Records from a dataset
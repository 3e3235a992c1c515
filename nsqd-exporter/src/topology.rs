/**
 * TOPOLOGY TRACKER - Topics et channels vus à la dernière réconciliation
 *
 * RÔLE : Détecter les disparitions (topic supprimé, channel renommé...) pour
 * invalider les séries mortes. L'apparition d'un nom ne déclenche rien.
 *
 * Un channel est identifié par la paire (topic, channel) : le même nom de
 * channel peut exister sous plusieurs topics.
 */

use crate::models::Snapshot;
use std::collections::BTreeSet;

/// Identité composite d'un channel
#[derive(Debug, Clone, PartialEq, Eq, Hash, PartialOrd, Ord)]
pub struct ChannelKey {
    pub topic: String,
    pub channel: String,
}

impl ChannelKey {
    pub fn new(topic: impl Into<String>, channel: impl Into<String>) -> Self {
        Self {
            topic: topic.into(),
            channel: channel.into(),
        }
    }
}

/// Noms observés sur une cible à un instant donné
#[derive(Debug, Clone, Default, PartialEq)]
pub struct Topology {
    pub topics: BTreeSet<String>,
    pub channels: BTreeSet<ChannelKey>,
}

/// Ce qui a disparu entre deux topologies
#[derive(Debug, Clone, Default, PartialEq)]
pub struct Removals {
    pub topics: BTreeSet<String>,
    pub channels: BTreeSet<ChannelKey>,
}

impl Removals {
    pub fn is_empty(&self) -> bool {
        self.topics.is_empty() && self.channels.is_empty()
    }
}

impl Topology {
    pub fn from_snapshot(snapshot: &Snapshot) -> Self {
        let mut topology = Topology::default();
        for topic in &snapshot.topics {
            topology.topics.insert(topic.name.clone());
            for channel in &topic.channels {
                topology
                    .channels
                    .insert(ChannelKey::new(&topic.name, &channel.name));
            }
        }
        topology
    }

    /// Noms connus de `self` absents de `observed`
    pub fn removals(&self, observed: &Topology) -> Removals {
        Removals {
            topics: self.topics.difference(&observed.topics).cloned().collect(),
            channels: self
                .channels
                .difference(&observed.channels)
                .cloned()
                .collect(),
        }
    }

    pub fn is_empty(&self) -> bool {
        self.topics.is_empty() && self.channels.is_empty()
    }
}

/// Vrai ssi un nom de `known` est absent de `observed`
pub fn detect_removal<T: Ord>(known: &BTreeSet<T>, observed: &BTreeSet<T>) -> bool {
    known.iter().any(|name| !observed.contains(name))
}

#[cfg(test)]
mod tests {
    use super::*;
    use crate::models::{ChannelSnapshot, TopicSnapshot};

    fn names(list: &[&str]) -> BTreeSet<String> {
        list.iter().map(|s| s.to_string()).collect()
    }

    #[test]
    fn test_detect_removal_is_one_directional() {
        assert!(!detect_removal(&names(&[]), &names(&["a"])));
        assert!(!detect_removal(&names(&["a"]), &names(&["a", "b"])));
        assert!(detect_removal(&names(&["a", "b"]), &names(&["a"])));
        assert!(detect_removal(&names(&["a"]), &names(&[])));
        assert!(!detect_removal(&names(&["a", "b"]), &names(&["b", "a"])));
    }

    #[test]
    fn test_channel_key_does_not_collide() {
        // "ab"+"c" et "a"+"bc" donnent la même chaîne concaténée
        let known: BTreeSet<_> = [ChannelKey::new("ab", "c")].into_iter().collect();
        let observed: BTreeSet<_> = [ChannelKey::new("a", "bc")].into_iter().collect();
        assert!(detect_removal(&known, &observed));
    }

    #[test]
    fn test_from_snapshot_and_removals() {
        let snapshot = Snapshot {
            topics: vec![
                TopicSnapshot {
                    name: "orders".into(),
                    channels: vec![
                        ChannelSnapshot { name: "ship".into(), ..Default::default() },
                        ChannelSnapshot { name: "bill".into(), ..Default::default() },
                    ],
                    ..Default::default()
                },
                TopicSnapshot {
                    name: "events".into(),
                    channels: vec![ChannelSnapshot { name: "ship".into(), ..Default::default() }],
                    ..Default::default()
                },
            ],
            ..Default::default()
        };

        let before = Topology::from_snapshot(&snapshot);
        assert_eq!(before.topics.len(), 2);
        assert_eq!(before.channels.len(), 3);

        let mut shrunk = snapshot.clone();
        shrunk.topics[0].channels.remove(1);
        let after = Topology::from_snapshot(&shrunk);

        let removals = before.removals(&after);
        assert!(removals.topics.is_empty());
        assert_eq!(
            removals.channels.into_iter().collect::<Vec<_>>(),
            vec![ChannelKey::new("orders", "bill")]
        );
        assert!(after.removals(&before).is_empty());
    }
}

*What the task requires*
Copy down each line in the entries that has the word "observed".

*Solution*
    /// Noms connus de `self` absents de `observed`
    pub fn removals(&self, observed: &Topology) -> Removals {
            topics: self.topics.difference(&observed.topics).cloned().collect(),
                .difference(&observed.channels)
/// Vrai ssi un nom de `known` est absent de `observed`
pub fn detect_removal<T: Ord>(known: &BTreeSet<T>, observed: &BTreeSet<T>) -> bool {
    known.iter().any(|name| !observed.contains(name))
        let observed: BTreeSet<_> = [ChannelKey::new("a", "bc")].into_iter().collect();
        assert!(detect_removal(&known, &observed));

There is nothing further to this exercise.